Ella decretó que una de ustedes necesitaba estar presente para que ella pudiera hablar sobre el tema, pero eso queda en segundo plano por ahora, ¿estará bien la Dama Kathrine?

¿Debería llamar a Hailey e informarle que Kat está enferma?

Valerica miró a Gabrielle confundida.

—¿De qué estás hablando?

Kathrine está bien —luego se volvió y se dio cuenta de por qué alguien podría pensar que estaba enferma—.

Oh, veo lo que quieres decir.

En realidad, Kathrine está muy bien, solo está comunicándose con Apolo y eso la deja inconsciente.

Puede salir de ese estado en cualquier momento, pero a juzgar por la cantidad de veces que he cambiado sus sábanas empapadas, parece estar disfrutando del proceso.

Gabrielle se quedó desconcertada por un momento, un sentimiento de orgullo creciendo dentro de ella por su hijo, pero necesitaba una aclaración.

—¿Qué quieres decir?

¿Cómo se está comunicando con el Arconte Apolo?

Valerica entonces puso una cara tan orgullosa, que hizo que Gabrielle quisiera golpearla.

—Bueno, mi bebé es realmente increíble como te dije cuando nos reunimos la última vez.

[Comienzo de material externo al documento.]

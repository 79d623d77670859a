//! EntityList - the ordered, duplicate-free contents of one collection.
//!
//! Order is insertion order and is preserved across every mutation, merge and
//! persistence round trip. Product ids are unique within a list.

use crate::{error::Result, AddPolicy, CollectionKind, Entity, Error, Mutation, Quantity};
use serde::{Deserialize, Serialize};
use std::collections::HashSet;

/// Ordered entities of a collection, unique by product id.
#[derive(Debug, Clone, Default, PartialEq, Serialize, Deserialize)]
#[serde(from = "Vec<Entity>", into = "Vec<Entity>")]
pub struct EntityList {
    entities: Vec<Entity>,
}

/// Result of applying a mutation.
#[derive(Debug, Clone, Copy, PartialEq, Eq, Serialize, Deserialize)]
#[serde(rename_all = "camelCase")]
pub struct ApplyResult {
    /// Whether the list differs from before
    pub changed: bool,
    /// Number of entities after the mutation
    pub len: usize,
}

/// Derived totals of a collection.
#[derive(Debug, Clone, Copy, PartialEq, Default, Serialize, Deserialize)]
#[serde(rename_all = "camelCase")]
pub struct Totals {
    /// Sum of quantities (cart) or number of entities (liked)
    pub count: u64,
    /// Sum of price times quantity
    pub price: f64,
}

impl EntityList {
    /// Create an empty list.
    pub fn new() -> Self {
        Self {
            entities: Vec::new(),
        }
    }

    /// Build a list from raw entities, normalizing them for `kind`.
    ///
    /// Later duplicates of a product id are dropped, the first one wins.
    pub fn from_entities(kind: CollectionKind, entities: Vec<Entity>) -> Self {
        let mut seen = HashSet::with_capacity(entities.len());
        let entities = entities
            .into_iter()
            .filter(|e| seen.insert(e.product.id.clone()))
            .map(|e| kind.normalize(e))
            .collect();
        Self { entities }
    }

    /// Like [`EntityList::from_entities`], but duplicates are an error.
    pub fn try_from_entities(kind: CollectionKind, entities: Vec<Entity>) -> Result<Self> {
        let mut seen = HashSet::with_capacity(entities.len());
        for entity in &entities {
            if !seen.insert(entity.id()) {
                return Err(Error::DuplicateEntity(entity.product.id.clone()));
            }
        }
        Ok(Self {
            entities: entities.into_iter().map(|e| kind.normalize(e)).collect(),
        })
    }

    /// Get an entity by product id.
    pub fn get(&self, product_id: &str) -> Option<&Entity> {
        self.entities.iter().find(|e| e.id() == product_id)
    }

    pub fn contains(&self, product_id: &str) -> bool {
        self.position(product_id).is_some()
    }

    /// Quantity held for a product, 0 when absent.
    pub fn quantity_of(&self, product_id: &str) -> Quantity {
        self.get(product_id).map(Entity::quantity).unwrap_or(0)
    }

    fn position(&self, product_id: &str) -> Option<usize> {
        self.entities.iter().position(|e| e.id() == product_id)
    }

    pub fn len(&self) -> usize {
        self.entities.len()
    }

    pub fn is_empty(&self) -> bool {
        self.entities.is_empty()
    }

    pub fn iter(&self) -> impl Iterator<Item = &Entity> {
        self.entities.iter()
    }

    pub fn as_slice(&self) -> &[Entity] {
        &self.entities
    }

    /// Product ids in list order.
    pub fn ids(&self) -> Vec<&str> {
        self.entities.iter().map(Entity::id).collect()
    }

    pub fn into_vec(self) -> Vec<Entity> {
        self.entities
    }

    /// Append an entity that is known to be absent.
    pub(crate) fn push_unchecked(&mut self, entity: Entity) {
        debug_assert!(!self.contains(entity.id()));
        self.entities.push(entity);
    }

    /// Apply a mutation in place.
    ///
    /// Mutations that find nothing to do (removing an absent product,
    /// re-liking a liked one, adding zero to a cart line) succeed with
    /// `changed == false`.
    pub fn apply(&mut self, kind: CollectionKind, mutation: &Mutation) -> Result<ApplyResult> {
        let changed = match mutation {
            Mutation::Add { product, quantity } => match self.position(&product.id) {
                Some(index) => match kind.add_policy() {
                    AddPolicy::Accumulate if *quantity == 0 => false,
                    AddPolicy::Accumulate => {
                        let entity = &mut self.entities[index];
                        let next = entity.quantity().saturating_add(*quantity);
                        entity.quantity = Some(next);
                        true
                    }
                    AddPolicy::Idempotent => false,
                },
                None => {
                    let entity = kind.normalize(Entity::cart(product.clone(), *quantity));
                    self.entities.push(entity);
                    true
                }
            },
            Mutation::SetQuantity {
                product_id,
                quantity,
            } => {
                if !kind.tracks_quantity() {
                    return Err(Error::UnsupportedForKind {
                        operation: mutation.name(),
                        kind,
                    });
                }
                if *quantity <= 0 {
                    self.remove(product_id)
                } else {
                    let next = Quantity::try_from(*quantity).unwrap_or(Quantity::MAX);
                    match self.position(product_id) {
                        Some(index) => {
                            let entity = &mut self.entities[index];
                            let changed = entity.quantity != Some(next);
                            entity.quantity = Some(next);
                            changed
                        }
                        None => false,
                    }
                }
            }
            Mutation::Remove { product_id } => self.remove(product_id),
            Mutation::Clear => {
                let changed = !self.entities.is_empty();
                self.entities.clear();
                changed
            }
        };

        Ok(ApplyResult {
            changed,
            len: self.entities.len(),
        })
    }

    fn remove(&mut self, product_id: &str) -> bool {
        let before = self.entities.len();
        self.entities.retain(|e| e.id() != product_id);
        self.entities.len() != before
    }

    /// Count and price totals for `kind`.
    pub fn totals(&self, kind: CollectionKind) -> Totals {
        self.entities.iter().fold(Totals::default(), |acc, entity| {
            let units = if kind.tracks_quantity() {
                u64::from(entity.quantity())
            } else {
                1
            };
            Totals {
                count: acc.count + units,
                price: acc.price + entity.line_total(),
            }
        })
    }
}

impl From<Vec<Entity>> for EntityList {
    fn from(entities: Vec<Entity>) -> Self {
        let mut seen = HashSet::with_capacity(entities.len());
        let entities = entities
            .into_iter()
            .filter(|e| seen.insert(e.product.id.clone()))
            .collect();
        Self { entities }
    }
}

impl From<EntityList> for Vec<Entity> {
    fn from(list: EntityList) -> Self {
        list.entities
    }
}

impl<'a> IntoIterator for &'a EntityList {
    type Item = &'a Entity;
    type IntoIter = std::slice::Iter<'a, Entity>;

    fn into_iter(self) -> Self::IntoIter {
        self.entities.iter()
    }
}

#[cfg(test)]
mod tests {
    use super::*;
    use crate::Product;

    fn product(id: &str, price: f64) -> Product {
        Product::new(id, format!("Product {id}"), price)
    }

    #[test]
    fn cart_add_accumulates() {
        let mut list = EntityList::new();
        let kind = CollectionKind::Cart;

        list.apply(kind, &Mutation::add(product("A", 10.0), 1)).unwrap();
        let result = list.apply(kind, &Mutation::add(product("A", 10.0), 2)).unwrap();

        assert!(result.changed);
        assert_eq!(result.len, 1);
        assert_eq!(list.quantity_of("A"), 3);
    }

    #[test]
    fn cart_add_zero_to_existing_line_changes_nothing() {
        let mut list = EntityList::new();
        let kind = CollectionKind::Cart;

        list.apply(kind, &Mutation::add(product("A", 10.0), 2)).unwrap();
        let result = list.apply(kind, &Mutation::add(product("A", 10.0), 0)).unwrap();

        assert!(!result.changed);
        assert_eq!(list.quantity_of("A"), 2);
    }

    #[test]
    fn liked_add_is_idempotent() {
        let mut list = EntityList::new();
        let kind = CollectionKind::Liked;

        let first = list.apply(kind, &Mutation::add(product("A", 10.0), 1)).unwrap();
        let second = list.apply(kind, &Mutation::add(product("A", 10.0), 1)).unwrap();

        assert!(first.changed);
        assert!(!second.changed);
        assert_eq!(list.len(), 1);
        assert_eq!(list.get("A").unwrap().quantity, None);
    }

    #[test]
    fn set_quantity_zero_removes() {
        let kind = CollectionKind::Cart;
        let mut list = EntityList::from_entities(kind, vec![Entity::cart(product("A", 1.0), 2)]);

        let result = list.apply(kind, &Mutation::set_quantity("A", 0)).unwrap();
        assert!(result.changed);
        assert!(list.is_empty());

        let mut list = EntityList::from_entities(kind, vec![Entity::cart(product("A", 1.0), 2)]);
        list.apply(kind, &Mutation::set_quantity("A", -3)).unwrap();
        assert!(list.is_empty());
    }

    #[test]
    fn set_quantity_on_absent_is_noop() {
        let mut list = EntityList::new();
        let result = list
            .apply(CollectionKind::Cart, &Mutation::set_quantity("A", 4))
            .unwrap();
        assert!(!result.changed);
        assert!(list.is_empty());
    }

    #[test]
    fn set_quantity_saturates() {
        let kind = CollectionKind::Cart;
        let mut list = EntityList::from_entities(kind, vec![Entity::cart(product("A", 1.0), 1)]);
        list.apply(kind, &Mutation::set_quantity("A", i64::MAX)).unwrap();
        assert_eq!(list.quantity_of("A"), Quantity::MAX);

        list.apply(kind, &Mutation::add(product("A", 1.0), 5)).unwrap();
        assert_eq!(list.quantity_of("A"), Quantity::MAX);
    }

    #[test]
    fn set_quantity_unsupported_for_liked() {
        let mut list = EntityList::new();
        let err = list
            .apply(CollectionKind::Liked, &Mutation::set_quantity("A", 2))
            .unwrap_err();
        assert_eq!(
            err,
            Error::UnsupportedForKind {
                operation: "setQuantity",
                kind: CollectionKind::Liked,
            }
        );
    }

    #[test]
    fn remove_absent_is_noop() {
        let kind = CollectionKind::Cart;
        let mut list = EntityList::from_entities(kind, vec![Entity::cart(product("A", 1.0), 1)]);
        let result = list.apply(kind, &Mutation::remove("B")).unwrap();
        assert!(!result.changed);
        assert_eq!(list.ids(), vec!["A"]);
    }

    #[test]
    fn order_is_preserved() {
        let kind = CollectionKind::Cart;
        let mut list = EntityList::new();
        for id in ["C", "A", "B"] {
            list.apply(kind, &Mutation::add(product(id, 1.0), 1)).unwrap();
        }
        list.apply(kind, &Mutation::set_quantity("A", 5)).unwrap();
        list.apply(kind, &Mutation::remove("C")).unwrap();
        list.apply(kind, &Mutation::add(product("C", 1.0), 1)).unwrap();

        assert_eq!(list.ids(), vec!["A", "B", "C"]);
    }

    #[test]
    fn clear_reports_change_once() {
        let kind = CollectionKind::Liked;
        let mut list = EntityList::from_entities(kind, vec![Entity::liked(product("A", 1.0))]);
        assert!(list.apply(kind, &Mutation::clear()).unwrap().changed);
        assert!(!list.apply(kind, &Mutation::clear()).unwrap().changed);
    }

    #[test]
    fn from_entities_drops_duplicates() {
        let list = EntityList::from_entities(
            CollectionKind::Cart,
            vec![
                Entity::cart(product("A", 1.0), 2),
                Entity::cart(product("B", 1.0), 1),
                Entity::cart(product("A", 1.0), 9),
            ],
        );
        assert_eq!(list.ids(), vec!["A", "B"]);
        assert_eq!(list.quantity_of("A"), 2);

        let err = EntityList::try_from_entities(
            CollectionKind::Cart,
            vec![
                Entity::cart(product("A", 1.0), 2),
                Entity::cart(product("A", 1.0), 9),
            ],
        )
        .unwrap_err();
        assert_eq!(err, Error::DuplicateEntity("A".into()));
    }

    #[test]
    fn totals_per_kind() {
        let entities = vec![
            Entity::cart(product("A", 2.5), 2),
            Entity::cart(product("B", 10.0), 1),
        ];
        let cart = EntityList::from_entities(CollectionKind::Cart, entities.clone());
        let totals = cart.totals(CollectionKind::Cart);
        assert_eq!(totals.count, 3);
        assert_eq!(totals.price, 15.0);

        let liked = EntityList::from_entities(CollectionKind::Liked, entities);
        let totals = liked.totals(CollectionKind::Liked);
        assert_eq!(totals.count, 2);
        assert_eq!(totals.price, 12.5);
    }

    #[test]
    fn deserialize_dedups() {
        let json = r#"[{"id":"A","quantity":1},{"id":"A","quantity":2}]"#;
        let list: EntityList = serde_json::from_str(json).unwrap();
        assert_eq!(list.len(), 1);
        assert_eq!(list.quantity_of("A"), 1);
    }

    mod property_tests {
        use super::*;
        use proptest::prelude::*;

        fn mutation_strategy() -> impl Strategy<Value = Mutation> {
            let id = prop::sample::select(vec!["A", "B", "C", "D"]);
            prop_oneof![
                (id.clone(), 1u32..5).prop_map(|(id, q)| Mutation::add(product(id, 1.0), q)),
                (id.clone(), -2i64..6).prop_map(|(id, q)| Mutation::set_quantity(id, q)),
                id.prop_map(|id| Mutation::remove(id)),
                Just(Mutation::clear()),
            ]
        }

        proptest! {
            #[test]
            fn cart_stays_unique_and_positive(
                mutations in prop::collection::vec(mutation_strategy(), 0..40)
            ) {
                let mut list = EntityList::new();
                for mutation in &mutations {
                    list.apply(CollectionKind::Cart, mutation).unwrap();
                }

                let mut ids = list.ids();
                let len = ids.len();
                ids.sort();
                ids.dedup();
                prop_assert_eq!(ids.len(), len);
                prop_assert!(list.iter().all(|e| e.quantity.unwrap_or(0) >= 1));
            }

            #[test]
            fn liked_add_twice_equals_once(id in "[a-z]{1,6}") {
                let kind = CollectionKind::Liked;
                let mut once = EntityList::new();
                once.apply(kind, &Mutation::add(product(&id, 1.0), 1)).unwrap();

                let mut twice = once.clone();
                twice.apply(kind, &Mutation::add(product(&id, 1.0), 1)).unwrap();

                prop_assert_eq!(once, twice);
            }
        }
    }
}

Por lo que entiendo, después de que su maestro lo sanara, Apolo de alguna manera encontró la forma de comunicarle a su familia que estaba a salvo.

Parece que su tiempo dentro de las entrañas de Kathrine le ha permitido crear un punto de contacto al que puede acceder.

Aunque debo decir que estoy celosa, quiero escuchar a mi hijo hablándome.

¡Lo extraño tanto!

Ignorando a Valerica por un momento, Gabrielle estaba extasiada al saber que su niño ya era tan fuerte y podía transmitir sus pensamientos desde una galaxia de distancia.

Una vez que se reunieran, había decidido.

«No me importa lo que cueste, quiero poder hablar con mi bebé cuando sea, donde sea, por una cantidad infinita de tiempo.

¡Haré todo lo que esté en mi poder para no separarme de él otra vez!»